What to produce
Using the records below, locate all lines containing "payload" and return them.

Provided records
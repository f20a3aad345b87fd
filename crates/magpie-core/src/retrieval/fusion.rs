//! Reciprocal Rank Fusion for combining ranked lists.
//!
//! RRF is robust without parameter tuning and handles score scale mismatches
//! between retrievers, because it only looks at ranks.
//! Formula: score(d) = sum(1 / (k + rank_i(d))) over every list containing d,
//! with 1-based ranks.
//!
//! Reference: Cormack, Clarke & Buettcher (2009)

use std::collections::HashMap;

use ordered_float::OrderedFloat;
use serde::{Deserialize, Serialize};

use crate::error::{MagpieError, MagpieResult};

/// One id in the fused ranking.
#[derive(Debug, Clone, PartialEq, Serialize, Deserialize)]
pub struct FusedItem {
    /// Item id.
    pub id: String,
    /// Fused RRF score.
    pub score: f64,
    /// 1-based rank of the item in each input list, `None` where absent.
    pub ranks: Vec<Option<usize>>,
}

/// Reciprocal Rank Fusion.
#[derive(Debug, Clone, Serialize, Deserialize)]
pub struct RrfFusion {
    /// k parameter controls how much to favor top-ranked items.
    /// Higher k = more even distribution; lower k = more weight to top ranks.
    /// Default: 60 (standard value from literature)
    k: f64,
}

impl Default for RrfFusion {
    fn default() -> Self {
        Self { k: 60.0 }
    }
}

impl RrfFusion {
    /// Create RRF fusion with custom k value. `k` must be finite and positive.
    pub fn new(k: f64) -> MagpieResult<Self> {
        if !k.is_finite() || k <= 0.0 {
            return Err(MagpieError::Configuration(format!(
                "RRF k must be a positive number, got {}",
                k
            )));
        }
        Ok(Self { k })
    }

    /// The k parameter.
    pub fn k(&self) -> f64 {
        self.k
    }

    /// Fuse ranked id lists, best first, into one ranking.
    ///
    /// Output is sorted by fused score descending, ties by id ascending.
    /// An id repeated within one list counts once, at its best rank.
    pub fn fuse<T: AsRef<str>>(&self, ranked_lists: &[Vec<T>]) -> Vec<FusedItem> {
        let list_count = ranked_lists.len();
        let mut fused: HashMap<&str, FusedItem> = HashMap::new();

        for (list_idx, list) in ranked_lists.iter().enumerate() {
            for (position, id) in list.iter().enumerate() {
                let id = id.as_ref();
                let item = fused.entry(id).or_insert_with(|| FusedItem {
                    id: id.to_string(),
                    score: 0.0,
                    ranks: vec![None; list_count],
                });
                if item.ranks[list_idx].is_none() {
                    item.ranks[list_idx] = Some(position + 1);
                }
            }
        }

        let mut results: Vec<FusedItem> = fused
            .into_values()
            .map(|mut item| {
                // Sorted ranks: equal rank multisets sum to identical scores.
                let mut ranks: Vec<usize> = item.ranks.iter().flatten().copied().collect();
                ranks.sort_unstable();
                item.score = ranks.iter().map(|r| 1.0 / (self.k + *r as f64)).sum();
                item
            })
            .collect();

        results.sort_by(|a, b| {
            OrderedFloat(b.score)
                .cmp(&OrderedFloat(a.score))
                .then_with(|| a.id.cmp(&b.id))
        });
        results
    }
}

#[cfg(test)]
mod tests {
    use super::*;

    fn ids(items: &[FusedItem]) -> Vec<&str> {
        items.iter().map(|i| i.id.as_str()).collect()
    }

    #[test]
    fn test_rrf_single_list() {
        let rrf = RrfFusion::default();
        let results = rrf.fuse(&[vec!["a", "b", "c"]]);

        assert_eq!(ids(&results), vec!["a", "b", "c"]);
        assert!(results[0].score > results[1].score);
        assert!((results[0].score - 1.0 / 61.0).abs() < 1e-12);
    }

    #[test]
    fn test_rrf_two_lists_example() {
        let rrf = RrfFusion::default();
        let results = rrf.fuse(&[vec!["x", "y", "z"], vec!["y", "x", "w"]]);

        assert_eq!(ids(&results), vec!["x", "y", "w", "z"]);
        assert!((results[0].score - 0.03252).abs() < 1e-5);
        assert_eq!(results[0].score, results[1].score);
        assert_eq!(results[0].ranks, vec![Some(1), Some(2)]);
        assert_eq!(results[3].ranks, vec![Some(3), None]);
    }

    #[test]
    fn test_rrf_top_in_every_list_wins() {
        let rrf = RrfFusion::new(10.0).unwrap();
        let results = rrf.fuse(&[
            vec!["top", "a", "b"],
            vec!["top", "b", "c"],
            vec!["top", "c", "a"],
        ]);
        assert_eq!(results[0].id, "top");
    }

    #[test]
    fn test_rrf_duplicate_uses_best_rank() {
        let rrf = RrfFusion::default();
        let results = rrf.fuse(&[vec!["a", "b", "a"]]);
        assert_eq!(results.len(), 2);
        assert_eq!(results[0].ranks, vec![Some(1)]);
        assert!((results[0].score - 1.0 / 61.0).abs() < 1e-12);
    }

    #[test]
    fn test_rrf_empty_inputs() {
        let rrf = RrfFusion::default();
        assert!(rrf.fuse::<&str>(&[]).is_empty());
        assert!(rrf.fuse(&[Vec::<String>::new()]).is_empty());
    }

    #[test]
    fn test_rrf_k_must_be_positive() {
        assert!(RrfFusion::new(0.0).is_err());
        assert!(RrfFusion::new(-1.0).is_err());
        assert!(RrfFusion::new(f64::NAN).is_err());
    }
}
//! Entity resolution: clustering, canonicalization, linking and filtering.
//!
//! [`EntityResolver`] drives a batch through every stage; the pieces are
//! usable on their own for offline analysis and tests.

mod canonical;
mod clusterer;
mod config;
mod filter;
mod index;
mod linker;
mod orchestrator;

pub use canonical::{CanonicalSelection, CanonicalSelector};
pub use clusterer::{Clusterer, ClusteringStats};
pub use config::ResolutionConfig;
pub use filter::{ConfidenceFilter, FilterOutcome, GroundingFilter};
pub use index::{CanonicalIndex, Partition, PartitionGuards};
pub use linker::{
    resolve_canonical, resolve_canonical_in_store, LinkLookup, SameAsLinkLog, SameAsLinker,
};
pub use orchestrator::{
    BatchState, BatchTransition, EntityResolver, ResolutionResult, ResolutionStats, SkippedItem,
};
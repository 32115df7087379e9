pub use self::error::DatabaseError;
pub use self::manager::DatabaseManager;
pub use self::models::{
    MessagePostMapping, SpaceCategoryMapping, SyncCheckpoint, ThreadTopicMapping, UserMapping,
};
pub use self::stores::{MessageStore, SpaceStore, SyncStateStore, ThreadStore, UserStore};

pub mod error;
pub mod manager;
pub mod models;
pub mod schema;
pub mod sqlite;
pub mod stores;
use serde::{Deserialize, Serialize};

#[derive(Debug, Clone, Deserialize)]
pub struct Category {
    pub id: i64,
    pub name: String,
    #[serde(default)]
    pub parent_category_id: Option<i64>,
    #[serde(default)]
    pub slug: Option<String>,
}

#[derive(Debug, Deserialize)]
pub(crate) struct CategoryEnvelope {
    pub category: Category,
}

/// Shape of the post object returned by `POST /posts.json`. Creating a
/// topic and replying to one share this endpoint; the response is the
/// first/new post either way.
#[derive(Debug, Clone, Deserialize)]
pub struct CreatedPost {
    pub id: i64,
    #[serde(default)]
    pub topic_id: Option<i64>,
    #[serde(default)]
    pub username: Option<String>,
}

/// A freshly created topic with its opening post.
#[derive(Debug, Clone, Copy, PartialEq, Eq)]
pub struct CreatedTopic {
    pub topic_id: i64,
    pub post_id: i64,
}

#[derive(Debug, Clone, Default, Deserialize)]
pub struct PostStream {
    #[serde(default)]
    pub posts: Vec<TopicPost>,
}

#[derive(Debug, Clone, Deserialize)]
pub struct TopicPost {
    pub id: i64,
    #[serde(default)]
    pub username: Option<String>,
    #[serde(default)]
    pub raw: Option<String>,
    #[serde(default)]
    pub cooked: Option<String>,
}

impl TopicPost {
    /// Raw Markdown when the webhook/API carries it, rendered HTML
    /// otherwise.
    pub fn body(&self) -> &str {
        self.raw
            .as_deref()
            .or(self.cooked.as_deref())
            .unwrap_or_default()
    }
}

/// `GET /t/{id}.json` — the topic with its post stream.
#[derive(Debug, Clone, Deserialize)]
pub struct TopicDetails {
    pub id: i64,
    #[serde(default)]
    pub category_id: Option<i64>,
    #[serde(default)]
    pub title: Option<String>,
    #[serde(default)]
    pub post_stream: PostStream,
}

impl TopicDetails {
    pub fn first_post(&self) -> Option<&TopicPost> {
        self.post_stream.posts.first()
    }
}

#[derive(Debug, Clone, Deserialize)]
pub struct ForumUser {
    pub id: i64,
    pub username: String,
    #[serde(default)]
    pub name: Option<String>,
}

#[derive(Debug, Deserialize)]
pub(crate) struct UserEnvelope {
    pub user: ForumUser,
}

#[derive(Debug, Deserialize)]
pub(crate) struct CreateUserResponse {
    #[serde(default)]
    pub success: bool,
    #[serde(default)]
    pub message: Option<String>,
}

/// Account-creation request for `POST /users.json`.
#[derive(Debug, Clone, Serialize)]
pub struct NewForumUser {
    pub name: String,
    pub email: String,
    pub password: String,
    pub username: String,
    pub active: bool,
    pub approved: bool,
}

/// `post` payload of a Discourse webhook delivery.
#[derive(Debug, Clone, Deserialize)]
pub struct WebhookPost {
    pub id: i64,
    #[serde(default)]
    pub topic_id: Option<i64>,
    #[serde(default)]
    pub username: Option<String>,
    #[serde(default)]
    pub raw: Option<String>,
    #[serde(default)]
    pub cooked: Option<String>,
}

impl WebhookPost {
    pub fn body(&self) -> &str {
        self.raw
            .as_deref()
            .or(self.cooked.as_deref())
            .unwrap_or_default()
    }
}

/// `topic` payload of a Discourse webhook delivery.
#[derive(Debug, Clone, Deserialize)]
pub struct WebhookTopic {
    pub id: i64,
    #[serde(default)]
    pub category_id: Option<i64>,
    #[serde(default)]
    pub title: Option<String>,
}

Worked solution
/// `post` payload of a Discourse webhook delivery.
/// `topic` payload of a Discourse webhook delivery.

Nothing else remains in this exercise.